図5:異なるトークン化による採譜結果の違い

リズム木とリズム解析

図5(a)から(h)で示したような分かち書きのうち、どれを採用するのか、また、先程「1つのトークンに含まれるMIDIイベントは後の処理において同一の時刻に移動される」と書いたのだが、それはどのように決めるのだろうか。ここからはこの話題に移ろう。

図4(b)のリズム木は図6のようになる。一番上のdiv2は該当の小節全体(つまり4拍)を表していて、下に2本枝分かれすることでその4拍を半分に分けている。このようにして、一番下に並んでいるc0,2, pc, c1,2, rの4つはそれぞれ1拍の長さに決まるわけだ。ここでc0,2, pc, c1,2, rは(あまり気にする必要はないが)、それぞれ順に、2音のコード(Note)、部分的な継続(Partial Continuation)、と装飾音符(Grace Note)付きのコード、休符(Rest)を表している。

図6:図4(b)のリズム木

この木を図5(a)の最初の3つのトークンに対応させることで、それぞれのトークンに含まれるMIDIイベントがしかるべき時刻に移動する。このときの移動距離の総和が演奏の誤差と考えることができる。もちろん3つのトークンに対応するリズム木は他にもあるわけだが、それらの内で誤差の少ないものが良さそうに思える。それはある意味正しいのだけれど、それを徹底すると非常に細かい音符、例えば32分音符などが出てくるような不自然なリズムが得られてしまい、このときのリズム木は複雑なものになる。結局、誤差とリズム木の複雑さの両方を考えたうえで、最も良さそうなリズム木を探すことになる。さらに、いくつもの分かち書きが可能なので、これらのすべての組み合わせの中から最適なリズム木を発見するという作業を行うことになるが、動的探索と呼ばれるアルゴリズムを利用することで割と効率的に行うことができる。

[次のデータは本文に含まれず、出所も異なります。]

//! Shared types used by both the RouteGuide server and client.
//!
//! ## Submodules
//!
//! - [`error`] - Unified service error type and its `tonic::Status` mapping.
//! - [`types`] - Scaled-integer [`Location`](types::Location) and normalized
//!   [`Bounds`](types::Bounds) value types.
//! - [`geo`] - Haversine distance and rectangle membership.
//! - [`features`] - Read-only [`FeatureIndex`](features::FeatureIndex) and the
//!   JSON feature database loader.
//! - [`proto`] - Generated protobuf messages and gRPC bindings.

pub mod error;
pub mod features;
pub mod geo;
pub mod types;

pub use error::{Error, Result};

/// gRPC service and message definitions generated from
/// `proto/route_guide.proto`.
///
/// ## Service
///
/// - `GetFeature` - unary point lookup.
/// - `ListFeatures` - server-streamed rectangle query.
/// - `RecordRoute` - client-streamed points, one aggregated `RouteSummary`.
/// - `RouteChat` - bidirectional stream of `RouteNote`s.
pub mod proto {
    tonic::include_proto!("routeguide");

    /// Encoded file descriptor set for the reflection service.
    pub const FILE_DESCRIPTOR_SET: &[u8] =
        tonic::include_file_descriptor_set!("routeguide_descriptor");
}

図7の楽譜は図3(b)の演奏MIDIから、現時点で開発途中のシステムを使って量子化して得られた情報を楽譜化したものだ。今ひとつという感はあるが、原因はわかっているので今後対処する。この演奏だけ直っても仕方ないけれど。

図7:開発中のシステムによる自動採譜結果

ちなみにMuseScore(ver.4)で同じことを行うと図8の楽譜のようになった。このソフトはすぐれものなのにもかかわらず、小節がずれてしまった。与えたMIDIファイルの情報におかしなところがあるのかと思って、時間をかけていろいろと頑張ってみたのだけれど、結局解決できなかった。まあ、演奏の楽譜化は難しいということにしておこう。(おい、それでいいのか。。。)

図8:MuseScore ver.4 による自動採譜結果

おわりに

MIDIからリズムを取り出す方法についてざっくりと説明してみたのだけれど、その背後には割ときれいな論理の世界が広がっているように見えないだろうか? 大げさな気もするけれど。